As a relatively new member to the FRC community (this is my second year in the competition) I have been very closely looking at other teams’ robots, as seeing how different teams design is rather interesting to me. While doing this, both online and at regional competitions, I have noticed several things about frames, which have gotten me thinking about robot design in the future, as my team is likely to design some sort of showbot over the summer for outreach, as well as participating in future FRC seasons.
The main thing that I have been wondering about is structural materials. Namely, I’ve noticed several distinct types:
c) 80/20 or other extrusions
Noticing these differences lead me to wonder:
Why do teams choose these different materials?
I have several theories on the benefits of each.

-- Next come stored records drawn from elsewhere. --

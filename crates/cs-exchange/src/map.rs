//! Exchange map and payload resolution.

use std::collections::BTreeMap;

use tracing::debug;

use crate::binding::{BindingSet, Direction};
use crate::error::ExchangeResult;

/// Values produced by one exchange, keyed by destination name.
///
/// Rebuilt at every exchange point and dropped afterwards.
#[derive(Clone, Debug, Default, PartialEq)]
pub struct ExchangePayload {
    values: BTreeMap<String, f64>,
}

impl ExchangePayload {
    pub fn new() -> Self {
        Self::default()
    }

    /// Insert a value, replacing any previous value for `name`.
    pub fn insert(&mut self, name: impl Into<String>, value: f64) -> Option<f64> {
        self.values.insert(name.into(), value)
    }

    pub fn get(&self, name: &str) -> Option<f64> {
        self.values.get(name).copied()
    }

    pub fn len(&self) -> usize {
        self.values.len()
    }

    pub fn is_empty(&self) -> bool {
        self.values.is_empty()
    }

    pub fn iter(&self) -> impl Iterator<Item = (&str, f64)> {
        self.values.iter().map(|(k, v)| (k.as_str(), *v))
    }
}

/// Result of one field-side query.
#[derive(Clone, Debug, PartialEq)]
pub enum FieldValue {
    /// A single aggregated value.
    Scalar(f64),
    /// One value per named boundary, in report order.
    PerBoundary(Vec<(String, f64)>),
}

/// Both binding directions of a run.
#[derive(Clone, Debug, Default, PartialEq)]
pub struct VariableExchangeMap {
    model_to_field: BindingSet,
    field_to_model: BindingSet,
}

impl VariableExchangeMap {
    /// Parse both binding strings. Nothing is installed unless both parse.
    pub fn configure(model_to_field: &str, field_to_model: &str) -> ExchangeResult<Self> {
        let model_to_field = BindingSet::parse(Direction::ModelToField, model_to_field)?;
        let field_to_model = BindingSet::parse(Direction::FieldToModel, field_to_model)?;
        Ok(Self {
            model_to_field,
            field_to_model,
        })
    }

    pub fn model_to_field(&self) -> &BindingSet {
        &self.model_to_field
    }

    pub fn field_to_model(&self) -> &BindingSet {
        &self.field_to_model
    }

    /// Read every model-side source and store it under its field-side name.
    ///
    /// Bindings sharing a destination resolve to the last binding's value.
    pub fn resolve_model_to_field<E>(
        &self,
        mut read_model: impl FnMut(&str) -> Result<f64, E>,
    ) -> Result<ExchangePayload, E> {
        let mut payload = ExchangePayload::new();
        for binding in &self.model_to_field {
            let value = read_model(&binding.source)?;
            debug!(source = %binding.source, destination = %binding.destination, value, "model->field");
            payload.insert(binding.destination.clone(), value);
        }
        Ok(payload)
    }

    /// Query every field-side source and store it under its model-side name.
    ///
    /// A [`FieldValue::PerBoundary`] result fans out into one entry per
    /// boundary, named `destination + boundary`.
    pub fn resolve_field_to_model<E>(
        &self,
        mut query_field: impl FnMut(&str) -> Result<FieldValue, E>,
    ) -> Result<ExchangePayload, E> {
        let mut payload = ExchangePayload::new();
        for binding in &self.field_to_model {
            match query_field(&binding.source)? {
                FieldValue::Scalar(value) => {
                    debug!(source = %binding.source, destination = %binding.destination, value, "field->model");
                    payload.insert(binding.destination.clone(), value);
                }
                FieldValue::PerBoundary(values) => {
                    for (boundary, value) in values {
                        let name = format!("{}{}", binding.destination, boundary);
                        debug!(source = %binding.source, destination = %name, value, "field->model");
                        payload.insert(name, value);
                    }
                }
            }
        }
        Ok(payload)
    }
}

#[cfg(test)]
mod tests {
    use super::*;
    use std::collections::HashMap;

    fn model_values() -> HashMap<&'static str, f64> {
        HashMap::from([("a", 1.0), ("b", 2.0), ("c", 3.0)])
    }

    #[test]
    fn configure_is_all_or_nothing() {
        assert!(VariableExchangeMap::configure("a x", "onlyonetoken;a b").is_err());
        assert!(VariableExchangeMap::configure("onlyonetoken;a b", "a x").is_err());
        assert!(VariableExchangeMap::configure("a b;;c d", "x y").is_err());
        assert!(VariableExchangeMap::configure("a b", "x y; ;").is_err());
    }

    #[test]
    fn duplicate_destination_last_write_wins() {
        let map = VariableExchangeMap::configure("a x;b x", "").unwrap();
        let values = model_values();
        let payload = map
            .resolve_model_to_field(|name| values.get(name).copied().ok_or(()))
            .unwrap();
        assert_eq!(payload.len(), 1);
        assert_eq!(payload.get("x"), Some(2.0));
    }

    #[test]
    fn lookup_errors_propagate() {
        let map = VariableExchangeMap::configure("a x;missing y", "").unwrap();
        let values = model_values();
        let err = map
            .resolve_model_to_field(|name| values.get(name).copied().ok_or(name.to_string()))
            .unwrap_err();
        assert_eq!(err, "missing");
    }

    #[test]
    fn per_boundary_results_fan_out_with_suffix() {
        let map = VariableExchangeMap::configure("", "fluxes room.Q_;RoomT room.T").unwrap();
        let payload = map
            .resolve_field_to_model(|source| -> Result<FieldValue, ()> {
                Ok(match source {
                    "fluxes" => FieldValue::PerBoundary(vec![
                        ("wall-floor".to_string(), -12.5),
                        ("inlet".to_string(), 40.0),
                    ]),
                    _ => FieldValue::Scalar(295.0),
                })
            })
            .unwrap();
        assert_eq!(payload.get("room.Q_wall-floor"), Some(-12.5));
        assert_eq!(payload.get("room.Q_inlet"), Some(40.0));
        assert_eq!(payload.get("room.T"), Some(295.0));
        assert_eq!(payload.len(), 3);
    }
}
impl<M: ModelExchange, C: SolverConsole> CoSimulationDriver<M, C> {
    pub fn new(
        model: ModelSession<M>,
        field: FieldSolverSession<C>,
        plan: ExchangePlan,
        recorder: ResultRecorder,
        options: DriverOptions,
    ) -> SimResult<Self> {
        options.validate()?;
        for binding in plan.map.field_to_model() {
            if !plan.reports.contains_key(&binding.source) {
                return Err(SimError::Config {
                    what: format!("field->model source '{}' is not a known report", binding.source),
                });
            }
        }
        let counter = CommunicationCounter::new(options.cadence, options.t_start);
        let t_next = options.t_end;
        Ok(Self {
            model,
            field,
            plan,
            recorder,
            options,
            counter,
            phase: DriverPhase::Idle,
            indicators: Vec::new(),
            t_next,
            steps: 0,
            events: 0,
            exchanges: 0,
        })
    }

    pub fn phase(&self) -> DriverPhase {
        self.phase
    }

    pub fn model(&self) -> &ModelSession<M> {
        &self.model
    }

    pub fn field(&self) -> &FieldSolverSession<C> {
        &self.field
    }

    pub fn field_mut(&mut self) -> &mut FieldSolverSession<C> {
        &mut self.field
    }

    pub fn recorder(&self) -> &ResultRecorder {
        &self.recorder
    }

    pub fn options(&self) -> &DriverOptions {
        &self.options
    }

    /// Next time the loop will stop at.
    pub fn t_next(&self) -> f64 {
        self.t_next
    }

    pub fn into_parts(self) -> (ModelSession<M>, FieldSolverSession<C>, ResultRecorder) {
        (self.model, self.field, self.recorder)
    }

    pub fn run(&mut self) -> SimResult<RunOutcome> {
        self.run_with_progress(None)
    }

    /// Run to completion.
    ///
    /// Configuration and model-side failures return `Err`. A failed
    /// exchange returns `Ok` with phase `Aborted` and the status string;
    /// results recorded up to that point are written either way.
    pub fn run_with_progress(
        &mut self,
        mut progress: Option<&mut dyn FnMut(&DriverProgress)>,
    ) -> SimResult<RunOutcome> {
        if self.phase != DriverPhase::Idle {
            return Err(SimError::InvalidArg {
                what: "driver has already run",
            });
        }
        let timer = Timer::start("cosim");

        if let Err(e) = self.initialize() {
            self.phase = DriverPhase::Aborted;
            return Err(e);
        }

        match self.integrate(&mut progress) {
            Ok(()) => {
                self.phase = DriverPhase::Finished;
                self.recorder.finish()?;
                self.model.terminate()?;
                let outcome = self.outcome("Finished".to_string(), None, timer.stop());
                info!(
                    t = outcome.t_final,
                    steps = outcome.steps,
                    events = outcome.events,
                    exchanges = outcome.exchanges,
                    wall_time_s = outcome.wall_time_s,
                    "co-simulation finished"
                );
                self.emit(&mut progress);
                Ok(outcome)
            }
            Err(Halt::Exchange(e)) => {
                let class = e.class();
                let status = class.status(&e);
                warn!(t = self.model.time(), %status, "exchange failed, run aborted");
                self.phase = DriverPhase::Aborted;
                if let Err(fe) = self.recorder.finish() {
                    warn!(error = %fe, "could not write results of aborted run");
                }
                if let Err(te) = self.model.terminate() {
                    warn!(error = %te, "model termination failed");
                }
                self.emit(&mut progress);
                Ok(self.outcome(status, Some(class), timer.stop()))
            }
            Err(Halt::Fatal(e)) => {
                self.phase = DriverPhase::Aborted;
                if let Err(fe) = self.recorder.flush_series() {
                    warn!(error = %fe, "could not flush exchange series");
                }
                if let Err(te) = self.model.terminate() {
                    warn!(error = %te, "model termination failed");
                }
                self.emit(&mut progress);
                Err(e)
            }
        }
    }

    fn outcome(&self, status: String, failure: Option<FailureClass>, wall_time_s: f64) -> RunOutcome {
        RunOutcome {
            phase: self.phase,
            status,
            failure,
            t_final: self.model.time(),
            steps: self.steps,
            events: self.events,
            exchanges: self.exchanges,
            wall_time_s,
        }
    }

    fn initialize(&mut self) -> SimResult<()> {
        self.phase = DriverPhase::Initializing;
        let opts = &self.options;
        self.model.setup(
            opts.t_start,
            opts.initial_names.as_slice(),
            &opts.initial_values,
        )?;
        self.model.enter_initialization_mode()?.finish()?;
        // one event iteration settles discrete states at t_start
        self.model.event_update()?;
        self.model
            .resolve_discrete_states(self.options.max_event_iterations)?;
        self.model.enter_continuous_time_mode()?;
        self.indicators = self.model.event_indicators()?;
        self.counter = CommunicationCounter::new(self.options.cadence, self.options.t_start);
        self.t_next = self.next_stop();
        self.record_sample()?;
        info!(
            t_start = self.options.t_start,
            t_end = self.options.t_end,
            dt = self.options.dt,
            cadence = ?self.options.cadence,
            indicators = self.indicators.len(),
            "co-simulation initialized"
        );
        Ok(())
    }

    /// Earliest of the model's next time event, the next communication
    /// instant and `t_end`. Candidates not after the current time are ignored.
    fn next_stop(&self) -> f64 {
        let t = self.model.time();
        let candidates = [
            self.model.event_info().next_event_time,
            self.counter.next_comm_time(),
        ];
        candidates
            .into_iter()
            .flatten()
            .filter(|&c| c > t + EVENT_TIME_TOL)
            .fold(self.options.t_end, f64::min)
    }

    fn integrate(&mut self, progress: &mut Option<&mut dyn FnMut(&DriverProgress)>) -> Result<(), Halt> {
        self.phase = DriverPhase::Integrating;
        let t_end = self.options.t_end;

        while self.model.time() < t_end - EVENT_TIME_TOL && !self.model.terminate_simulation() {
            if self.steps >= self.options.max_steps {
                return Err(SimError::StepLimit {
                    steps: self.steps,
                    t: self.model.time(),
                }
                .into());
            }

            let t_before = self.model.time();
            let dx = self.model.derivatives()?;
            let h = self.options.dt.min(self.t_next - t_before);
            if !(h > 0.0) {
                return Err(SimError::ZeroStep {
                    t: t_before,
                    t_next: self.t_next,
                }
                .into());
            }
            self.model.advance(h, &dx)?;
            self.steps += 1;
            let t = self.model.time();

            let indicators = self.model.event_indicators()?;
            let step_event = self.model.completed_integrator_step()?;
            let time_event = (t - self.t_next).abs() <= EVENT_TIME_TOL;
            let state_event = sign_changed(&self.indicators, &indicators);

            if step_event || time_event || state_event {
                debug!(t, step_event, time_event, state_event, "event");
                self.handle_event(t)?;
            }
            self.indicators = indicators;
            self.t_next = self.next_stop();

            self.record_sample()?;
            self.emit(progress);
        }
        Ok(())
    }

    fn handle_event(&mut self, t: f64) -> Result<(), Halt> {
        self.events += 1;
        self.phase = DriverPhase::EventHandling;
        self.model.enter_event_mode()?;

        if self.counter.is_due(t) {
            self.phase = DriverPhase::Exchanging;
            self.exchange(t).map_err(Halt::Exchange)?;
            self.counter.reset(t);
            self.phase = DriverPhase::EventHandling;
        }
        self.counter.record_event();

        let info = self
            .model
            .resolve_discrete_states(self.options.max_event_iterations)?;
        if info.values_of_continuous_states_changed {
            self.model.refresh_continuous_states();
            self.model.refresh_nominals();
        }
        self.model.enter_continuous_time_mode()?;
        self.phase = DriverPhase::Integrating;
        Ok(())
    }

    /// One synchronous hand-off: model → field, solve, field → model.
    fn exchange(&mut self, t: f64) -> SimResult<()> {
        let timer = Timer::start("exchange");

        let model = &self.model;
        let sent = self
            .plan
            .map
            .resolve_model_to_field(|name| model.get_real(name))?;
        self.field.apply_boundaries(&sent)?;
        if !self.field.is_initialized() {
            self.field.initialize_fields()?;
        }
        self.field.solve(self.options.solve_iterations)?;

        let mut captured: Vec<(String, FieldValue)> = Vec::new();
        let field = &mut self.field;
        let reports = &self.plan.reports;
        let received = self.plan.map.resolve_field_to_model(|source| {
            let query = reports.get(source).ok_or_else(|| FieldError::UnknownReport {
                name: source.to_string(),
            })?;
            let value = field.query(query)?;
            captured.push((source.to_string(), value.clone()));
            Ok::<_, FieldError>(value)
        })?;

        for name in self.recorder.series_reports() {
            if captured.iter().any(|(n, _)| n == name) {
                continue;
            }
            if let Some(query) = self.plan.reports.get(name) {
                captured.push((name.to_string(), self.field.query(query)?));
            }
        }

        for (name, value) in received.iter() {
            self.model.set_real(name, value)?;
        }

        self.exchanges += 1;
        info!(
            t,
            exchange = self.exchanges,
            sent = sent.len(),
            received = received.len(),
            elapsed_s = timer.stop(),
            "exchange complete"
        );
        self.recorder.record_exchange(t, sent, received, &captured);
        self.recorder.flush_series()?;
        Ok(())
    }

    fn record_sample(&mut self) -> SimResult<()> {
        let values = self
            .recorder
            .observables()
            .iter()
            .map(|name| self.model.get_real(name))
            .collect::<Result<Vec<_>, _>>()?;
        self.recorder.record_sample(self.model.time(), &values)?;
        Ok(())
    }

    fn emit(&self, progress: &mut Option<&mut dyn FnMut(&DriverProgress)>) {
        let Some(cb) = progress.as_deref_mut() else {
            return;
        };
        let span = self.options.t_end - self.options.t_start;
        let t = self.model.time();
        cb(&DriverProgress {
            phase: self.phase,
            t,
            t_end: self.options.t_end,
            fraction: ((t - self.options.t_start) / span).clamp(0.0, 1.0),
            step: self.steps,
            events: self.events,
            exchanges: self.exchanges,
        });
    }
}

For channel, it may be for convenience, as, if I remember correctly, 1" channel is the typical kitbot construction. Additionally, this isn’t an all together structurally unsound material. This also may be perceived as cutting weight. It also only requires one hole to be drilled through the material to bolt something to it.
For tube, some possible reasons may be that it is more structurally robust than channel. Also, there is more area to mount onto, which may be a benefit.
For 80/20, possible reasons may be the ease of prototyping with this material, as well as the excellent structural integrity it affords.
I am interested as to why different teams choose these building materials, as well as what benefits and disadvantages are seen in them. If any other team members could offer some advice to this humble sophomore, I would be much appreciative.
If anyone has already posted a thread to this effect (I didn’t see one when I searched, but I may have missed it), I would also be perfectly grateful with a link to that thread.
Also, this is specifically for metal robots. I am aware that some teams make wooden or plastic robots, but as these are rather uncommon, I would appreciate it if any discussion focused on materials for metal robots.